Geçtiğimiz hafta TV programımda değerli isim Avukat ve Enerjist Hayriye Değirmenci Yadel ile bir araya geldik. İlk kez enerjist olarak kendisini programıma konuk aldım ve “Sevginin Gücü Özfarkındalık “ konularını konuştuk. Aslında ne kadar çok kullanılan ama hiç yaşatılmayan bir duygudur sevgi. Bu haftaki yazımda sizlere sevginin gücünü yazmak istedim…

Sevginin gücü ve özfarkındalık, birbirini derinlemesine etkileyen iki önemli kavramdır. Sevgi, insanı hem içsel hem de dışsal dünyasında iyileştiren ve güçlendiren bir duygu iken, özfarkındalık ise bir kişinin kendini, duygularını, düşüncelerini ve davranışlarını derinlemesine anlamasıdır. Bu iki kavram arasında güçlü bir ilişki bulunur çünkü gerçek sevgi, önce kendimizi kabul etmeyi ve anlamayı gerektirir. Kendimizi ne kadar tanıyor ya da anlıyoruz? Her halimizi kabul edebiliyor muyuz? En önemlisi bence kendimizi kabul etmek, olumlu olumsuz yanlarımızı bilmek ve en iyi halimizi arayış halinde olmayı başarmak, bunu başarmayı seçmek çok önemli…

Özfarkındalık, sevginin sağlıklı bir biçimde gelişebilmesi için bir temel oluşturur. Kendini tanımayan, duygusal ihtiyaçlarını ve sınırlarını fark etmeyen bir insan, başkalarına sağlıklı bir sevgi sunmakta zorlanabilir. Bir kişi, kendisini ne kadar derinlemesine keşfederse, başkalarına duyduğu sevgi de o denli derinleşir ve anlam kazanır.
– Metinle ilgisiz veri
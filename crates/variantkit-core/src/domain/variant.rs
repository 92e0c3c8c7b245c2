//! Build variant document and its fluent builder.
//!
//! Every mutator takes `&mut self` and hands back the same receiver, so
//! calls chain without ever allocating a new `Variant`:
//!
//! ```
//! use variantkit_core::{DisplayTaskDefinition, Variant};
//!
//! let mut variant = Variant::new();
//! variant
//!     .name("ubuntu1604")
//!     .run_on("ubuntu1604")
//!     .add_tasks(["compile", "test"])
//!     .expansion("goos", "linux")
//!     .display_tasks([DisplayTaskDefinition::new("all", ["compile", "test"])]);
//!
//! assert_eq!(variant.task_specs.len(), 2);
//! ```

use std::collections::BTreeMap;

use serde::{Deserialize, Serialize};
use tracing::trace;

use super::null_as_default;
use super::task_spec::{DisplayTaskDefinition, TaskSpec};

/// Expansion variables, keyed by name. Values may be any JSON-shaped data.
pub type Expansions = BTreeMap<String, serde_json::Value>;

/// One build environment's worth of CI configuration.
///
/// Optional booleans use `None` for "inherit the project default" and are
/// omitted from rendered documents; `Some(false)` is an explicit override.
#[derive(Debug, Clone, Default, Serialize, Deserialize, PartialEq)]
#[serde(default)]
pub struct Variant {
    #[serde(skip_serializing_if = "String::is_empty")]
    pub name: String,

    #[serde(skip_serializing_if = "String::is_empty")]
    pub display_name: String,

    /// Scheduling interval in seconds. Zero leaves the system default.
    #[serde(rename = "batchtime", skip_serializing_if = "is_zero")]
    pub batch_time_secs: i64,

    /// Cron expression. Not reconciled with `batch_time_secs`.
    #[serde(rename = "cron", skip_serializing_if = "String::is_empty")]
    pub cron_batch_time: String,

    #[serde(skip_serializing_if = "Option::is_none")]
    pub stepback: Option<bool>,

    #[serde(
        rename = "tasks",
        deserialize_with = "null_as_default",
        skip_serializing_if = "Vec::is_empty"
    )]
    pub task_specs: Vec<TaskSpec>,

    /// Distros this variant runs on. The builder only ever writes one entry.
    #[serde(deserialize_with = "null_as_default", skip_serializing_if = "Vec::is_empty")]
    pub run_on: Vec<String>,

    #[serde(skip_serializing_if = "is_unset_or_empty")]
    pub expansions: Option<Expansions>,

    #[serde(
        rename = "display_tasks",
        deserialize_with = "null_as_default",
        skip_serializing_if = "Vec::is_empty"
    )]
    pub display_task_specs: Vec<DisplayTaskDefinition>,

    /// `Some(false)` keeps the variant from being activated initially.
    #[serde(skip_serializing_if = "Option::is_none")]
    pub activate: Option<bool>,

    #[serde(skip_serializing_if = "Option::is_none")]
    pub disable: Option<bool>,

    #[serde(skip_serializing_if = "Option::is_none")]
    pub patchable: Option<bool>,

    #[serde(skip_serializing_if = "Option::is_none")]
    pub patch_only: Option<bool>,

    #[serde(skip_serializing_if = "Option::is_none")]
    pub allow_for_git_tag: Option<bool>,

    #[serde(skip_serializing_if = "Option::is_none")]
    pub git_tag_only: Option<bool>,
}

impl Variant {
    /// Create an empty variant.
    pub fn new() -> Self {
        Self::default()
    }

    pub fn name(&mut self, id: impl Into<String>) -> &mut Self {
        self.name = id.into();
        self
    }

    pub fn display_name(&mut self, id: impl Into<String>) -> &mut Self {
        self.display_name = id.into();
        self
    }

    /// Set the batch interval in seconds. Zero is written as-is.
    pub fn batch_time(&mut self, batch_time_secs: i64) -> &mut Self {
        self.batch_time_secs = batch_time_secs;
        self
    }

    /// Set the cron expression. An empty string clears it.
    pub fn set_cron_batch_time(&mut self, batch_time: impl Into<String>) -> &mut Self {
        self.cron_batch_time = batch_time.into();
        self
    }

    pub fn set_stepback(&mut self, stepback: Option<bool>) -> &mut Self {
        self.stepback = stepback;
        self
    }

    pub fn set_activate(&mut self, activate: Option<bool>) -> &mut Self {
        self.activate = activate;
        self
    }

    pub fn set_disable(&mut self, disable: Option<bool>) -> &mut Self {
        self.disable = disable;
        self
    }

    pub fn set_patchable(&mut self, patchable: Option<bool>) -> &mut Self {
        self.patchable = patchable;
        self
    }

    pub fn set_patch_only(&mut self, patch_only: Option<bool>) -> &mut Self {
        self.patch_only = patch_only;
        self
    }

    pub fn set_allow_for_git_tag(&mut self, allow: Option<bool>) -> &mut Self {
        self.allow_for_git_tag = allow;
        self
    }

    pub fn set_git_tag_only(&mut self, git_tag_only: Option<bool>) -> &mut Self {
        self.git_tag_only = git_tag_only;
        self
    }

    /// Run on a single distro, replacing any previous run-on list.
    pub fn run_on(&mut self, distro: impl Into<String>) -> &mut Self {
        self.run_on = vec![distro.into()];
        self
    }

    /// Append a fully formed task spec. Duplicate names are kept.
    pub fn task_spec(&mut self, spec: TaskSpec) -> &mut Self {
        self.task_specs.push(spec);
        self
    }

    /// Append one name-only task spec per non-empty name, in order.
    ///
    /// Repeated names each produce their own entry.
    pub fn add_tasks<I, S>(&mut self, names: I) -> &mut Self
    where
        I: IntoIterator<Item = S>,
        S: Into<String>,
    {
        for name in names {
            let name = name.into();
            if name.is_empty() {
                trace!(variant = %self.name, "skipping empty task name");
                continue;
            }
            self.task_specs.push(TaskSpec::new(name));
        }
        self
    }

    /// Replace the expansions mapping wholesale. `None` clears it.
    pub fn set_expansions(&mut self, expansions: Option<Expansions>) -> &mut Self {
        self.expansions = expansions;
        self
    }

    /// Insert or overwrite one expansion, leaving other keys untouched.
    pub fn expansion(
        &mut self,
        key: impl Into<String>,
        value: impl Into<serde_json::Value>,
    ) -> &mut Self {
        self.expansions
            .get_or_insert_with(Expansions::new)
            .insert(key.into(), value.into());
        self
    }

    /// Append display task definitions in the order given.
    pub fn display_tasks<I>(&mut self, definitions: I) -> &mut Self
    where
        I: IntoIterator<Item = DisplayTaskDefinition>,
    {
        self.display_task_specs.extend(definitions);
        self
    }

    /// Names of the task specs, in declaration order.
    pub fn task_names(&self) -> impl Iterator<Item = &str> {
        self.task_specs.iter().map(|spec| spec.name.as_str())
    }

    /// Whether every field is still at its zero value, i.e. the variant
    /// would render as an empty document.
    pub fn is_empty(&self) -> bool {
        self.name.is_empty()
            && self.display_name.is_empty()
            && self.batch_time_secs == 0
            && self.cron_batch_time.is_empty()
            && self.task_specs.is_empty()
            && self.run_on.is_empty()
            && is_unset_or_empty(&self.expansions)
            && self.display_task_specs.is_empty()
            && [
                self.stepback,
                self.activate,
                self.disable,
                self.patchable,
                self.patch_only,
                self.allow_for_git_tag,
                self.git_tag_only,
            ]
            .iter()
            .all(Option::is_none)
    }
}

fn is_zero(value: &i64) -> bool {
    *value == 0
}

fn is_unset_or_empty(expansions: &Option<Expansions>) -> bool {
    expansions.as_ref().map_or(true, BTreeMap::is_empty)
}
Çünkü özfarkındalık, bireye kendi duygusal durumlarını yönetme yeteneği verir, bu da daha empatik, anlayışlı ve bağlayıcı bir sevgiye yol açar. Yani hep yazdığım ve vurguladığım empati yapabilmenin ne kadar önemli olduğunu bir kez daha belirtmek ve yazmak isterim… Ayrıca, sevgi, bir kişinin özfarkındalığını geliştirebilmesi için de büyük bir güç kaynağıdır. Sevgi, insanı daha açık fikirli ve daha merhametli kılabilir. Sevgiyle dolu bir ortamda birey, kendi içsel dünyasını keşfetmeye daha istekli hale gelir. Sevgi, korkuları aşmak, hatalardan ders almak ve kişisel büyümeye odaklanmak için bir teşvik görevi görür. Sevgi insanı güçlendirir…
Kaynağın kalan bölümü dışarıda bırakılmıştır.